From the Department of Pediatric Anesthesiology, Children's Healthcare of Atlanta, Emory University School of Medicine, Atlanta, Georgia.
Department of Anesthesiology and Critical Care Medicine, Rady Children's Hospital, San Diego, California.
Anesth Analg. 2021 Nov 1;133(5):1077-1088. doi: 10.1213/ANE.0000000000005416.
We sought to examine potential associations between pediatric postcardiac surgical hematocrit values and postoperative complications or mortality.
A retrospective, cross-sectional study from the Society of Thoracic Surgeons Congenital Heart Surgery Database (STS-CHSD) and Congenital Cardiac Anesthesia Society Database Module (2014-2019) was completed. Multivariable logistic regression models, adjusting for covariates in the STS-CHSD mortality risk model, were used to assess the relationship between postoperative hematocrit and the primary outcomes of operative mortality or any major complication. Hematocrit was assessed as a continuous variable using linear splines to account for nonlinear relationships with outcomes. Operations after which the oxygen saturation is typically observed to be <92% were classified as cyanotic and ≥92% as acyanotic.

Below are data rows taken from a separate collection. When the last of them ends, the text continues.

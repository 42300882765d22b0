// Copyright 2025 juke Authors
// SPDX-License-Identifier: Apache-2.0

//! juke emulator bridge.
//!
//! Hands the guest framebuffer, cursor, input events, and PCM audio to an
//! external renderer through two shared-memory channels, with zero syscalls
//! on the hot path. Each channel rendezvouses over a UNIX socket exactly
//! once, to pass the region fd; after that all data flows through the
//! mapped memory under the release/acquire protocol described in
//! `juke-protocol`.
//!
//! The host framework owns scheduling: all callbacks on one channel are
//! invoked from a single thread, and the channels assume no concurrent
//! calls. Coordination is strictly with the renderer process on the other
//! side of the mapping.
//!
//! Configuration is one socket path per channel, passed to the channel
//! constructors. Registration with the host framework, and the refresh
//! cadence chosen by [`refresh::poll_interval`], are process-lifetime state
//! owned by the host.

pub mod audio;
pub mod display;
pub mod host;
pub mod refresh;
pub mod shm;
pub mod transport;

pub use audio::AudioChannel;
pub use display::{DisplayChannel, SurfaceRef};
pub use host::{Console, CursorSprite, InputSink, NullConsole, RateControl, WallClockRate};
pub use juke_protocol as protocol;

/// Errors surfaced at channel setup. Hot-path operations never fail; they
/// log once per error class and degrade as described in the module docs.
#[derive(Debug, thiserror::Error)]
pub enum BridgeError {
    #[error("shared memory allocation failed: {0}")]
    Allocation(#[source] std::io::Error),

    #[error("IO error: {0}")]
    Io(#[from] std::io::Error),
}
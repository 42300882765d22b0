// Copyright 2025 juke Authors
// SPDX-License-Identifier: Apache-2.0

//! Shared-memory wire contract between the juke emulator bridge and the
//! external renderer.
//!
//! Everything in this crate is ABI. Field orders, widths, and offsets are
//! agreed with the renderer byte for byte; all multi-byte values are
//! little-endian. The `magic` and `version` constants in the two headers are
//! the compatibility contract — changes require coordinated bumps on both
//! sides.
//!
//! Lock-free fields are declared as `AtomicU32`/`AtomicU64` directly inside
//! the `#[repr(C)]` headers so that the same struct can be laid over the
//! mapped region by either process. Exactly one side writes each index; the
//! other side only reads it with acquire ordering.

pub mod audio;
pub mod display;
pub mod input;

pub use audio::{
    AUDIO_MAGIC, AUDIO_VERSION, AudioHeader, PcmSettings, RING_FRAMES, RING_MASK, SAMPLES_OFFSET,
    SampleFormat, audio_region_size,
};
pub use display::{
    CURSOR_DIM, CURSOR_OFFSET, CURSOR_SLOT_BYTES, DISPLAY_MAGIC, DISPLAY_VERSION, DisplayHeader,
    INPUT_RING_CAPACITY, INPUT_RING_OFFSET, InputRing, PIXELS_OFFSET, display_region_size,
};
pub use input::{GuestInput, InputEvent};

In total, 27,462 index operations were included, with 4909 (17.9%) being cyanotic and 22,553 (82.1%) acyanotic. For cyanotic patients, each 5% incremental increase in hematocrit over 42% was associated with a 1.31-fold (95% confidence interval [CI], 1.10-1.55; P = .003) increase in the odds of operative mortality and a 1.22-fold (95% CI, 1.10-1.36; P < .001) increase in the odds of a major complication. For acyanotic patients, each 5% incremental increase in hematocrit >38% was associated with a 1.45-fold (95% CI, 1.28-1.65; P < .001) increase in the odds of operative mortality and a 1.21-fold (95% CI, 1.14-1.29; P < .001) increase in the odds of a major complication.
High hematocrit on arrival to the intensive care unit (ICU) is associated with increased operative mortality and major complications in pediatric patients following cardiac surgery.

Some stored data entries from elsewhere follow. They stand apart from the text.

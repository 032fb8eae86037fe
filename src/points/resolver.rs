//! Location query resolution
//!
//! The app only needs "text in, coordinate or nothing out". The built-in
//! [`GazetteerResolver`] answers from a fixed table of major cities and also
//! accepts literal `"lat, lng"` pairs.

use bevy::prelude::*;

#[derive(Debug, Clone, PartialEq)]
pub struct ResolvedLocation {
    pub name: String,
    pub latitude: f64,
    pub longitude: f64,
}

pub trait LocationResolver: Send + Sync {
    /// `None` means "no point to add"; callers do not retry.
    fn resolve(&self, query: &str) -> Option<ResolvedLocation>;
}

/// Active resolver used by the point systems
#[derive(Resource)]
pub struct Resolver(pub Box<dyn LocationResolver>);

impl Default for Resolver {
    fn default() -> Self {
        Self(Box::new(GazetteerResolver::default()))
    }
}

impl Resolver {
    pub fn resolve(&self, query: &str) -> Option<ResolvedLocation> {
        self.0.resolve(query)
    }
}

pub struct GazetteerResolver {
    entries: Vec<(String, f64, f64)>,
}

impl Default for GazetteerResolver {
    fn default() -> Self {
        Self::new(major_cities_data())
    }
}

impl GazetteerResolver {
    pub fn new(entries: Vec<(String, f64, f64)>) -> Self {
        Self { entries }
    }
}

impl LocationResolver for GazetteerResolver {
    fn resolve(&self, query: &str) -> Option<ResolvedLocation> {
        let query = query.trim();
        if query.is_empty() {
            return None;
        }
        if let Some((latitude, longitude)) = parse_lat_lng(query) {
            return Some(ResolvedLocation {
                name: format!("{latitude:.4}, {longitude:.4}"),
                latitude,
                longitude,
            });
        }
        self.entries
            .iter()
            .find(|(name, _, _)| name.eq_ignore_ascii_case(query))
            .map(|(name, latitude, longitude)| ResolvedLocation {
                name: name.clone(),
                latitude: *latitude,
                longitude: *longitude,
            })
    }
}

// "lat, lng" or "lat lng"; out-of-range values are left to the store to reject
fn parse_lat_lng(query: &str) -> Option<(f64, f64)> {
    let mut parts = query
        .split(|c: char| c == ',' || c.is_whitespace())
        .filter(|s| !s.is_empty());
    let latitude = parts.next()?.parse::<f64>().ok()?;
    let longitude = parts.next()?.parse::<f64>().ok()?;
    if parts.next().is_some() || !latitude.is_finite() || !longitude.is_finite() {
        return None;
    }
    Some((latitude, longitude))
}

pub fn major_cities_data() -> Vec<(String, f64, f64)> {
    vec![
        (String::from("Tokyo"), 35.6762, 139.6503),
        (String::from("Delhi"), 28.6139, 77.2090),
        (String::from("Shanghai"), 31.2304, 121.4737),
        (String::from("São Paulo"), -23.5505, -46.6333),
        (String::from("Mexico City"), 19.4326, -99.1332),
        (String::from("Cairo"), 30.0444, 31.2357),
        (String::from("Mumbai"), 19.0760, 72.8777),
        (String::from("Beijing"), 39.9042, 116.4074),
        (String::from("Dhaka"), 23.8103, 90.4125),
        (String::from("Osaka"), 34.6937, 135.5023),
        (String::from("New York"), 40.7128, -74.0060),
        (String::from("Karachi"), 24.8607, 67.0011),
        (String::from("Buenos Aires"), -34.6037, -58.3816),
        (String::from("Istanbul"), 41.0082, 28.9784),
        (String::from("Lagos"), 6.5244, 3.3792),
        (String::from("London"), 51.5074, -0.1278),
        (String::from("Los Angeles"), 34.0522, -118.2437),
        (String::from("Manila"), 14.5995, 120.9842),
        (String::from("Rio de Janeiro"), -22.9068, -43.1729),
        (String::from("Kinshasa"), -4.4419, 15.2663),
        (String::from("Paris"), 48.8566, 2.3522),
        (String::from("Jakarta"), -6.2088, 106.8456),
        (String::from("Moscow"), 55.7558, 37.6173),
        (String::from("Lima"), -12.0464, -77.0428),
        (String::from("Bangkok"), 13.7563, 100.5018),
        (String::from("Seoul"), 37.5665, 126.978),
        (String::from("Singapore"), 1.3521, 103.8198),
        (String::from("Toronto"), 43.6532, -79.3832),
        (String::from("Sydney"), -33.8688, 151.2093),
        (String::from("Johannesburg"), -26.2041, 28.0473),
        (String::from("Chicago"), 41.8781, -87.6298),
        (String::from("Reykjavik"), 64.1466, -21.9426),
        (String::from("Anchorage"), 61.2181, -149.9003),
        (String::from("Auckland"), -36.8485, 174.7633),
        (String::from("Honolulu"), 21.3069, -157.8583),
        (String::from("Nairobi"), -1.2921, 36.8219),
    ]
}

我们旨在研究小儿心脏手术后血球压积值与术后并发症或死亡率之间的潜在关联。
一项来自胸外科医师学会先天性心脏病外科学数据库(STS-CHSD)和先天性心脏麻醉学会数据库模块(2014-2019 年)的回顾性、横断面研究完成。使用多变量逻辑回归模型,根据 STS-CHSD 死亡率风险模型中的协变量进行调整,评估术后血球压积与手术死亡率或任何主要并发症的主要结局之间的关系。使用线性样条来评估血球压积与结果之间的非线性关系,将血球压积作为连续变量进行评估。通常情况下,氧饱和度观察值<92%的手术被归类为发绀,而≥92%的手术被归类为非发绀。
共纳入 27462 例指数手术,其中 4909 例(17.9%)为发绀,22553 例(82.1%)为非发绀。对于发绀患者,血球压积每增加 5%,超过 42%,手术死亡率的几率增加 1.31 倍(95%置信区间 [CI],1.10-1.55;P =.003),主要并发症的几率增加 1.22 倍(95% CI,1.10-1.36;P <.001)。对于非发绀患者,血球压积每增加 5%,超过 38%,手术死亡率的几率增加 1.45 倍(95% CI,1.28-1.65;P <.001),主要并发症的几率增加 1.21 倍(95% CI,1.14-1.29;P <.001)。
到达重症监护病房(ICU)时的高血球压积与小儿心脏手术后的手术死亡率和主要并发症增加相关。